Every line of the data must appear again in the answer, exactly as written.
"""
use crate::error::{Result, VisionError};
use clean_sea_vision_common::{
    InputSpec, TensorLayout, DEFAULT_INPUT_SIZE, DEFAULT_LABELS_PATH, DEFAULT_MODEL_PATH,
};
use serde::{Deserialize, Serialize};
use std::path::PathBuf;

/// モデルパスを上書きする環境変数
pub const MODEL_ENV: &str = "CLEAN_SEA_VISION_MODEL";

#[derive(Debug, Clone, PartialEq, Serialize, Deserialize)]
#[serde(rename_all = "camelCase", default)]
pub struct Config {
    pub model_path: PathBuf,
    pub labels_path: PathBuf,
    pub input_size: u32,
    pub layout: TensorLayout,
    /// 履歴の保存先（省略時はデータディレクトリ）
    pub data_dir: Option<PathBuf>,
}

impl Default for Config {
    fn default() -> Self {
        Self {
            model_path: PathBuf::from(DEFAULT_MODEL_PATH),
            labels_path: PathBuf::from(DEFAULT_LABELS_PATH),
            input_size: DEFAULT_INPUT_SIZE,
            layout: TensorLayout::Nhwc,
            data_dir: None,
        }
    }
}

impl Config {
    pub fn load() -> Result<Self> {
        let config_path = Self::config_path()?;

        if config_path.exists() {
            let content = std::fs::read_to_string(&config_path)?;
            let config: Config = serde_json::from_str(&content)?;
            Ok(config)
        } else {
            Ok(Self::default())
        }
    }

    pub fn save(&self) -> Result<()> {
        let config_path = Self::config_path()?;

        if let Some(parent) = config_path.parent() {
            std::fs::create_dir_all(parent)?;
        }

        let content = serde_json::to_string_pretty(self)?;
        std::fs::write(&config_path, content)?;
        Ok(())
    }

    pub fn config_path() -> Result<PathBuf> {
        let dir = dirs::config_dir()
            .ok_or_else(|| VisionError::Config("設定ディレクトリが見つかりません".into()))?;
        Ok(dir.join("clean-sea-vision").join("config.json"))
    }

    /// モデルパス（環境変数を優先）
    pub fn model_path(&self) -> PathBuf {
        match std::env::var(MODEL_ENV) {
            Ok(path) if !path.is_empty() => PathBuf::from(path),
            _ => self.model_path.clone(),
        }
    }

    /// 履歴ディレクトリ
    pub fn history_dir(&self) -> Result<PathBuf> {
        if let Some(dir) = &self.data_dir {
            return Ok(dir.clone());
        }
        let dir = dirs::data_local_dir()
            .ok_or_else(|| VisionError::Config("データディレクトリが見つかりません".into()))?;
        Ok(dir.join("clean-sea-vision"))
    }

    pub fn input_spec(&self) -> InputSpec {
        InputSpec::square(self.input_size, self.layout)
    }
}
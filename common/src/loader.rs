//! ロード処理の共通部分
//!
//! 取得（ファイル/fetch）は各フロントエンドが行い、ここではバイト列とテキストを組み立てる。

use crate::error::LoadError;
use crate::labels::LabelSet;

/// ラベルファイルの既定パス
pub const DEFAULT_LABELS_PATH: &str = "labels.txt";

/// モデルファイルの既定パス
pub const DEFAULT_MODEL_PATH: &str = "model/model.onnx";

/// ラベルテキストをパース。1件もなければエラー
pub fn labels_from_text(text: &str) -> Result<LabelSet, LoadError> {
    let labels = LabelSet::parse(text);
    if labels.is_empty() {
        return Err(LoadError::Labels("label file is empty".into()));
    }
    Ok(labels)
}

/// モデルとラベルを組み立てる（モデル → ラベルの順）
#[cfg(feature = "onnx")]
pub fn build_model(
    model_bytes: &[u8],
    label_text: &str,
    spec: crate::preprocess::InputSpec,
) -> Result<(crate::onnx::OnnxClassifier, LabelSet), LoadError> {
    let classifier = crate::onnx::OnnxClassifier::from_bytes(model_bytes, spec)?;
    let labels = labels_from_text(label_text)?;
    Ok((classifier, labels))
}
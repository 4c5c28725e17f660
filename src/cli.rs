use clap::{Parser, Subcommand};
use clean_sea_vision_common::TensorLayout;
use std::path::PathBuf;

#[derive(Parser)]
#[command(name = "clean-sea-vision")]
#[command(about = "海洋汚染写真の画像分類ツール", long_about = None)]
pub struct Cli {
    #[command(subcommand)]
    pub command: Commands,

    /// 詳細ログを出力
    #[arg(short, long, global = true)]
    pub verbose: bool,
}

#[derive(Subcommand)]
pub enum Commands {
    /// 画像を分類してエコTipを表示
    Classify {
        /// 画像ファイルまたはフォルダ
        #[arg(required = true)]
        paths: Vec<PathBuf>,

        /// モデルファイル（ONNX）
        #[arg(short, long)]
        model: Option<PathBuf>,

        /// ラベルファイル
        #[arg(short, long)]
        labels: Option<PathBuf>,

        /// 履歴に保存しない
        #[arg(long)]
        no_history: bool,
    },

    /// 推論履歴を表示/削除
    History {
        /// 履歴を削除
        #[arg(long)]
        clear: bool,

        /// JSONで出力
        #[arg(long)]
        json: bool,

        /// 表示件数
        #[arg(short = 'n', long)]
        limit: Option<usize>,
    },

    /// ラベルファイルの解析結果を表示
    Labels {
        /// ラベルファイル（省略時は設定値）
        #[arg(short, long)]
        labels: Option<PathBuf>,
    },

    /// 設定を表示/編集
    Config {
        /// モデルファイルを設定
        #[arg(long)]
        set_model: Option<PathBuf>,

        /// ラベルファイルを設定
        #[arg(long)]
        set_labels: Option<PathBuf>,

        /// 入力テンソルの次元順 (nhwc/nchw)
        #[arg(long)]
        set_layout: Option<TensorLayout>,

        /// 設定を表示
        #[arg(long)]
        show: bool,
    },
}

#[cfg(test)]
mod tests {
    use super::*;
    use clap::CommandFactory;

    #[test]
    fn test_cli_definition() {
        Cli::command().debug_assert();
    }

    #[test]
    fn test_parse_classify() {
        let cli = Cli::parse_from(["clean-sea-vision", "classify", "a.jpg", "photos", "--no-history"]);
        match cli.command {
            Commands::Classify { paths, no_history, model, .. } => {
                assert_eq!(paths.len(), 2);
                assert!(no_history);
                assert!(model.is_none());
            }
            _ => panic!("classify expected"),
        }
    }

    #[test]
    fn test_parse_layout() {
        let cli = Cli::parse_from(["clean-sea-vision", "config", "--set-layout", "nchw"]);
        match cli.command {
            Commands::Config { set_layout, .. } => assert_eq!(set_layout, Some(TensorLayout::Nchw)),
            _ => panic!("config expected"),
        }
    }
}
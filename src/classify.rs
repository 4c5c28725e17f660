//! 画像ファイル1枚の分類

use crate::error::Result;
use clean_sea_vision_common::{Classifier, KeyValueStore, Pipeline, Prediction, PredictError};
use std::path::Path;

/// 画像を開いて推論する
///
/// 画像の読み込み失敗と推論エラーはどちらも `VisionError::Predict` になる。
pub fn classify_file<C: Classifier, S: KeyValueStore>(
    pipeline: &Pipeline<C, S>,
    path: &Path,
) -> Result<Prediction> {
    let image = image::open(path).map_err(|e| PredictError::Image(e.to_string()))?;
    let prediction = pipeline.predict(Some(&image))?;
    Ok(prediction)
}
"""
#### Task answer:
use crate::error::{Result, VisionError};
use clean_sea_vision_common::{
    InputSpec, TensorLayout, DEFAULT_INPUT_SIZE, DEFAULT_LABELS_PATH, DEFAULT_MODEL_PATH,
};
use serde::{Deserialize, Serialize};
use std::path::PathBuf;

/// モデルパスを上書きする環境変数
pub const MODEL_ENV: &str = "CLEAN_SEA_VISION_MODEL";

#[derive(Debug, Clone, PartialEq, Serialize, Deserialize)]
#[serde(rename_all = "camelCase", default)]
pub struct Config {
    pub model_path: PathBuf,
    pub labels_path: PathBuf,
    pub input_size: u32,
    pub layout: TensorLayout,
    /// 履歴の保存先（省略時はデータディレクトリ）
    pub data_dir: Option<PathBuf>,
}

impl Default for Config {
    fn default() -> Self {
        Self {
            model_path: PathBuf::from(DEFAULT_MODEL_PATH),
            labels_path: PathBuf::from(DEFAULT_LABELS_PATH),
            input_size: DEFAULT_INPUT_SIZE,
            layout: TensorLayout::Nhwc,
            data_dir: None,
        }
    }
}

impl Config {
    pub fn load() -> Result<Self> {
        let config_path = Self::config_path()?;

        if config_path.exists() {
            let content = std::fs::read_to_string(&config_path)?;
            let config: Config = serde_json::from_str(&content)?;
            Ok(config)
        } else {
            Ok(Self::default())
        }
    }

    pub fn save(&self) -> Result<()> {
        let config_path = Self::config_path()?;

        if let Some(parent) = config_path.parent() {
            std::fs::create_dir_all(parent)?;
        }

        let content = serde_json::to_string_pretty(self)?;
        std::fs::write(&config_path, content)?;
        Ok(())
    }

    pub fn config_path() -> Result<PathBuf> {
        let dir = dirs::config_dir()
            .ok_or_else(|| VisionError::Config("設定ディレクトリが見つかりません".into()))?;
        Ok(dir.join("clean-sea-vision").join("config.json"))
    }

    /// モデルパス（環境変数を優先）
    pub fn model_path(&self) -> PathBuf {
        match std::env::var(MODEL_ENV) {
            Ok(path) if !path.is_empty() => PathBuf::from(path),
            _ => self.model_path.clone(),
        }
    }

    /// 履歴ディレクトリ
    pub fn history_dir(&self) -> Result<PathBuf> {
        if let Some(dir) = &self.data_dir {
            return Ok(dir.clone());
        }
        let dir = dirs::data_local_dir()
            .ok_or_else(|| VisionError::Config("データディレクトリが見つかりません".into()))?;
        Ok(dir.join("clean-sea-vision"))
    }

    pub fn input_spec(&self) -> InputSpec {
        InputSpec::square(self.input_size, self.layout)
    }
}
filename common/src/loader.rs
//! ロード処理の共通部分
//!
//! 取得（ファイル/fetch）は各フロントエンドが行い、ここではバイト列とテキストを組み立てる。

use crate::error::LoadError;
use crate::labels::LabelSet;

/// ラベルファイルの既定パス
pub const DEFAULT_LABELS_PATH: &str = "labels.txt";

/// モデルファイルの既定パス
pub const DEFAULT_MODEL_PATH: &str = "model/model.onnx";

/// ラベルテキストをパース。1件もなければエラー
pub fn labels_from_text(text: &str) -> Result<LabelSet, LoadError> {
    let labels = LabelSet::parse(text);
    if labels.is_empty() {
        return Err(LoadError::Labels("label file is empty".into()));
    }
    Ok(labels)
}

/// モデルとラベルを組み立てる（モデル → ラベルの順）
#[cfg(feature = "onnx")]
pub fn build_model(
    model_bytes: &[u8],
    label_text: &str,
    spec: crate::preprocess::InputSpec,
) -> Result<(crate::onnx::OnnxClassifier, LabelSet), LoadError> {
    let classifier = crate::onnx::OnnxClassifier::from_bytes(model_bytes, spec)?;
    let labels = labels_from_text(label_text)?;
    Ok((classifier, labels))
}
repository 4c5c28725e17f660
filename src/cli.rs
use clap::{Parser, Subcommand};
use clean_sea_vision_common::TensorLayout;
use std::path::PathBuf;

#[derive(Parser)]
#[command(name = "clean-sea-vision")]
#[command(about = "海洋汚染写真の画像分類ツール", long_about = None)]
pub struct Cli {
    #[command(subcommand)]
    pub command: Commands,

    /// 詳細ログを出力
    #[arg(short, long, global = true)]
    pub verbose: bool,
}

#[derive(Subcommand)]
pub enum Commands {
    /// 画像を分類してエコTipを表示
    Classify {
        /// 画像ファイルまたはフォルダ
        #[arg(required = true)]
        paths: Vec<PathBuf>,

        /// モデルファイル（ONNX）
        #[arg(short, long)]
        model: Option<PathBuf>,

        /// ラベルファイル
        #[arg(short, long)]
        labels: Option<PathBuf>,

        /// 履歴に保存しない
        #[arg(long)]
        no_history: bool,
    },

    /// 推論履歴を表示/削除
    History {
        /// 履歴を削除
        #[arg(long)]
        clear: bool,

        /// JSONで出力
        #[arg(long)]
        json: bool,

        /// 表示件数
        #[arg(short = 'n', long)]
        limit: Option<usize>,
    },

    /// ラベルファイルの解析結果を表示
    Labels {
        /// ラベルファイル（省略時は設定値）
        #[arg(short, long)]
        labels: Option<PathBuf>,
    },

    /// 設定を表示/編集
    Config {
        /// モデルファイルを設定
        #[arg(long)]
        set_model: Option<PathBuf>,

        /// ラベルファイルを設定
        #[arg(long)]
        set_labels: Option<PathBuf>,

        /// 入力テンソルの次元順 (nhwc/nchw)
        #[arg(long)]
        set_layout: Option<TensorLayout>,

        /// 設定を表示
        #[arg(long)]
        show: bool,
    },
}

#[cfg(test)]
mod tests {
    use super::*;
    use clap::CommandFactory;

    #[test]
    fn test_cli_definition() {
        Cli::command().debug_assert();
    }

    #[test]
    fn test_parse_classify() {
        let cli = Cli::parse_from(["clean-sea-vision", "classify", "a.jpg", "photos", "--no-history"]);
        match cli.command {
            Commands::Classify { paths, no_history, model, .. } => {
                assert_eq!(paths.len(), 2);
                assert!(no_history);
                assert!(model.is_none());
            }
            _ => panic!("classify expected"),
        }
    }

    #[test]
    fn test_parse_layout() {
        let cli = Cli::parse_from(["clean-sea-vision", "config", "--set-layout", "nchw"]);
        match cli.command {
            Commands::Config { set_layout, .. } => assert_eq!(set_layout, Some(TensorLayout::Nchw)),
            _ => panic!("config expected"),
        }
    }
}
filename src/classify.rs
repository 4c5c28725e17f660
//! 画像ファイル1枚の分類

use crate::error::Result;
use clean_sea_vision_common::{Classifier, KeyValueStore, Pipeline, Prediction, PredictError};
use std::path::Path;

/// 画像を開いて推論する
///
/// 画像の読み込み失敗と推論エラーはどちらも `VisionError::Predict` になる。
pub fn classify_file<C: Classifier, S: KeyValueStore>(
    pipeline: &Pipeline<C, S>,
    path: &Path,
) -> Result<Prediction> {
    let image = image::open(path).map_err(|e| PredictError::Image(e.to_string()))?;
    let prediction = pipeline.predict(Some(&image))?;
    Ok(prediction)
}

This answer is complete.